I just finished the SQLPASS pre-conference from Brian Knight – Building a Microsoft Data Warehousing Platform, and I’m so pumped to do more BI! Reporting, Data Warehousing, Data Mining – all fun stuff.
In a gist, this is what we learned today (and it’s a lot of acronyms):
– SSIS, ETL
– SSAS
– Cubes, Data Warehouse
– Data Mining
– MDX and DMX (on a very very high level)
It was a lot of details and demos jammed in one day, but I won’t have it any other way, and overall the session was just great! Loved it!

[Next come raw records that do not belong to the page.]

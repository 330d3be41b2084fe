// SPDX-License-Identifier: MIT
// Copyright 2026 Roland Dreier <roland@rolandd.dev>

//! Kings Head site API
//!
//! Backend for the pub's website: proxies the Facebook page's posts and
//! events, keeps the long-lived page token fresh, and serves canned content
//! whenever Facebook is unavailable.

pub mod config;
pub mod db;
pub mod error;
pub mod middleware;
pub mod models;
pub mod routes;
pub mod services;
pub mod time_utils;

use config::Config;
use db::TokenStore;
use services::{ContentService, GraphClient, TokenService};

/// Shared application state.
pub struct AppState {
    pub config: Config,
    pub tokens: TokenService,
    pub content: ContentService,
}

impl AppState {
    /// Wire services from configuration and an already-built token store.
    pub fn new(config: Config, store: TokenStore) -> error::Result<Self> {
        let client = GraphClient::new(&config)?;
        let tokens = TokenService::new(client.clone(), store, config.refresh_after_days)?;
        let content = ContentService::new(client, tokens.clone());

        Ok(Self {
            config,
            tokens,
            content,
        })
    }
}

Here are some bits and pieces of information / tips / useful sites / resources (probably mostly for my benefit, so I remember. But if you find it useful, then all the better):
- 65% of data warehousing projects fail, and one of the reasons for this is lack of communication. Business users want something, but devs deliver something else.

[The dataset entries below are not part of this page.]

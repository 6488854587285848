#![allow(
    clippy::must_use_candidate,
    clippy::missing_errors_doc,
    clippy::missing_const_for_fn,
    clippy::module_name_repetitions
)]

mod provider;
mod request;
mod server;
mod types;

use std::sync::Arc;

use axum::{Json, Router, extract::DefaultBodyLimit, extract::State, routing::post};
use murmur_core::{Upstream, UpstreamError};

pub use server::Server;
pub use types::{TranscribeBody, TranscriptionRequest, TranscriptionResult};
use request::ExtractAudio;
use server::SttServerBuilder;

/// Registry name of the transcription service
pub const SERVICE_NAME: &str = "transcription";

pub type Result<T> = std::result::Result<T, UpstreamError>;

/// Build the transcription server from configuration
///
/// # Errors
///
/// Returns an error if the transcription settings are invalid
pub fn build_server(config: &murmur_config::Config, upstream: Upstream) -> anyhow::Result<Arc<Server>> {
    let server = SttServerBuilder::new(&config.transcription, upstream)
        .build()
        .map_err(|e| anyhow::anyhow!("failed to initialize transcription service: {e}"))?;

    Ok(Arc::new(server))
}

/// Create the endpoint router for transcription
///
/// `body_limit` replaces axum's 2 MiB default and should come from
/// [`Server::body_limit`]; the extractor also caps the audio part itself.
pub fn endpoint_router(body_limit: usize) -> Router<Arc<Server>> {
    Router::new().route("/transcribe", post(transcribe).layer(DefaultBodyLimit::max(body_limit)))
}

/// Handle transcription requests
async fn transcribe(
    State(server): State<Arc<Server>>,
    ExtractAudio(request): ExtractAudio,
) -> Result<Json<TranscriptionResult>> {
    tracing::debug!(
        bytes = request.audio.len(),
        filename = request.filename.as_deref().unwrap_or("-"),
        "transcription handler called"
    );

    let result = server.transcribe(request).await?;

    tracing::debug!(characters = result.text.chars().count(), "transcription complete");

    Ok(Json(result))
}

- Waterfall model for DW projects – hard to react. Agile is better – and Brian recommends 1 month iterations (ie complete deliverable cycle per month)
- Why data warehouse? Consolidate data, aggregates, reporting, analytics, archived data (ex if you need to keep data for years and years)

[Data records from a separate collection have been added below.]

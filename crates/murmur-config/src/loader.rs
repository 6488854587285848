use std::net::SocketAddr;
use std::path::Path;

use secrecy::{ExposeSecret, SecretString};

use crate::{API_KEY_ENV, BASE_URL_ENV, Config, PORT_ENV};

impl Config {
    /// Build the effective configuration
    ///
    /// Starts from the TOML file when one is given (defaults otherwise),
    /// overlays `OPENAI_API_KEY`, `OPENAI_BASE_URL` and `PORT`, then validates.
    ///
    /// # Errors
    ///
    /// Returns an error if the file cannot be read or parsed, an environment
    /// override is malformed, or validation fails
    pub fn load(path: Option<&Path>) -> anyhow::Result<Self> {
        let mut config = match path {
            Some(path) => Self::from_file(path)?,
            None => Self::default(),
        };

        config.apply_env()?;
        config.validate()?;

        Ok(config)
    }

    /// Read a TOML file, expanding `{{ env.VAR }}` placeholders first
    ///
    /// # Errors
    ///
    /// Returns an error if the file cannot be read, expansion fails, or the
    /// TOML is invalid
    pub fn from_file(path: &Path) -> anyhow::Result<Self> {
        let raw = std::fs::read_to_string(path)
            .map_err(|e| anyhow::anyhow!("failed to read config file {}: {e}", path.display()))?;

        Self::parse(&raw)
    }

    /// Parse configuration text
    ///
    /// # Errors
    ///
    /// Returns an error if placeholder expansion or TOML parsing fails
    pub fn parse(raw: &str) -> anyhow::Result<Self> {
        let expanded =
            crate::env::expand_env(raw).map_err(|e| anyhow::anyhow!("config variable expansion failed: {e}"))?;

        toml::from_str(&expanded).map_err(|e| anyhow::anyhow!("failed to parse config: {e}"))
    }

    /// Apply environment overrides on top of file values
    fn apply_env(&mut self) -> anyhow::Result<()> {
        if let Some(key) = non_empty_var(API_KEY_ENV) {
            self.openai.api_key = Some(SecretString::from(key));
        }

        if let Some(base_url) = non_empty_var(BASE_URL_ENV) {
            self.openai.base_url = base_url
                .parse()
                .map_err(|e| anyhow::anyhow!("{BASE_URL_ENV} is not a valid URL: {e}"))?;
        }

        if let Some(port) = non_empty_var(PORT_ENV) {
            let port: u16 = port
                .trim()
                .parse()
                .map_err(|e| anyhow::anyhow!("{PORT_ENV} must be a port number, got '{port}': {e}"))?;

            let mut address: SocketAddr = self.server.listen_address();
            address.set_port(port);
            self.server.listen_address = Some(address);
        }

        Ok(())
    }

    /// Validate that the configuration is usable
    ///
    /// # Errors
    ///
    /// Returns an error if the API key is missing or any policy value is
    /// out of range
    pub fn validate(&self) -> anyhow::Result<()> {
        self.validate_credentials()?;
        self.validate_transcription()?;
        self.validate_chat()?;
        self.validate_retry()?;
        self.validate_server()?;
        self.validate_telemetry()?;
        Ok(())
    }

    fn validate_credentials(&self) -> anyhow::Result<()> {
        match &self.openai.api_key {
            Some(key) if !key.expose_secret().trim().is_empty() => {}
            _ => anyhow::bail!("{API_KEY_ENV} must be set (or openai.api_key configured)"),
        }

        if self.openai.connect_timeout()?.is_zero() {
            anyhow::bail!("openai.connect_timeout must be greater than 0");
        }

        Ok(())
    }

    fn validate_transcription(&self) -> anyhow::Result<()> {
        let stt = &self.transcription;

        if stt.model.trim().is_empty() {
            anyhow::bail!("transcription.model must not be empty");
        }
        if stt.timeout()?.is_zero() {
            anyhow::bail!("transcription.timeout must be greater than 0");
        }
        if stt.max_audio_bytes == 0 {
            anyhow::bail!("transcription.max_audio_bytes must be greater than 0");
        }
        if stt.allowed_extensions.is_empty() {
            anyhow::bail!("transcription.allowed_extensions must list at least one extension");
        }

        Ok(())
    }

    fn validate_chat(&self) -> anyhow::Result<()> {
        let chat = &self.chat;

        if chat.model.trim().is_empty() {
            anyhow::bail!("chat.model must not be empty");
        }
        if chat.timeout()?.is_zero() {
            anyhow::bail!("chat.timeout must be greater than 0");
        }
        if chat.max_tokens == 0 {
            anyhow::bail!("chat.max_tokens must be greater than 0");
        }
        if !(0.0..=2.0).contains(&chat.temperature) {
            anyhow::bail!("chat.temperature must be between 0.0 and 2.0");
        }

        Ok(())
    }

    fn validate_retry(&self) -> anyhow::Result<()> {
        let base = self.retry.base_delay()?;
        let max = self.retry.max_delay()?;

        if base > max {
            anyhow::bail!("retry.base_delay must not exceed retry.max_delay");
        }

        Ok(())
    }

    fn validate_server(&self) -> anyhow::Result<()> {
        if let Some(interval) = self.server.health.probe_interval()?
            && interval.is_zero()
        {
            anyhow::bail!("server.health.probe_interval must be greater than 0");
        }

        if self.server.health.probe_timeout()?.is_zero() {
            anyhow::bail!("server.health.probe_timeout must be greater than 0");
        }

        Ok(())
    }

    fn validate_telemetry(&self) -> anyhow::Result<()> {
        if let Some(ref telemetry) = self.telemetry
            && !(0.0..=1.0).contains(&telemetry.sampling_rate)
        {
            anyhow::bail!("telemetry.sampling_rate must be between 0.0 and 1.0");
        }

        Ok(())
    }
}

fn non_empty_var(name: &str) -> Option<String> {
    std::env::var(name).ok().filter(|value| !value.trim().is_empty())
}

- Business Key = Alternate Key = PK from source
- Surrogate Keys – insulates data warehouse from source changes
- In one of Pragmatic Works’ projects, they lowered SSIS loading time from 4.5 hours to 3 mins – all about choosing “better” way. In SSIS most components are in memory and are synchronous.
- Most SSIS components are synchronous – good for performance
- Some are asynchronous and partially blocking, not so good – for example UNION ALL and MERGE – slight overhead
- Some are asynchronous and fully blocking – not good at all – for example sort or aggregate transforms – but sometimes there are reasons to use these
- In BIDS, devenv.exe -NOSPLASH to prevent splash screen
- In SSIS – Protection Levels for Packages – EncryptSensitiveWithUserKey generally a bad idea because it associates the package with your profile; if you transfer package, might say package is corrupt. Best to Encrypt All With Password; ServerStorage relies on msdb
- Different types of dimensions
- Type 0 – Changing Attribute – updates; no history kept
- Type 1 – Fixed Attribute – cannot change under any circumstance; ignores change
- Type 2 – helps track changes; biggest disadvantage is additional storage; it creates a new record per update
- Good practice – smaller packages; easier to change and maintain
- Slowly Changing Dimension Wizard (SCD) – data types need to be lined up, need to be very careful; easy to break; also when you need to customize later on and relaunch the wizard, previous customizations will be dropped. You should keep documentation on how to recreate your customizations
- Another problem with SCD – similar to a cursor, goes through row by row; alternative way is to create staging table first. Use T-SQL for what it’s good at, SSIS for what it’s good at. If you can do sorts in T-SQL, do the sorts in T-SQL
- Inferred members – data that not in source, but is in Fact; for example, if it takes 2 weeks to add a salesperson in HR, but salesperson already has sales from Day 1
- Better load – “Fast Load”; also configure “Maximum Insert Commit Size”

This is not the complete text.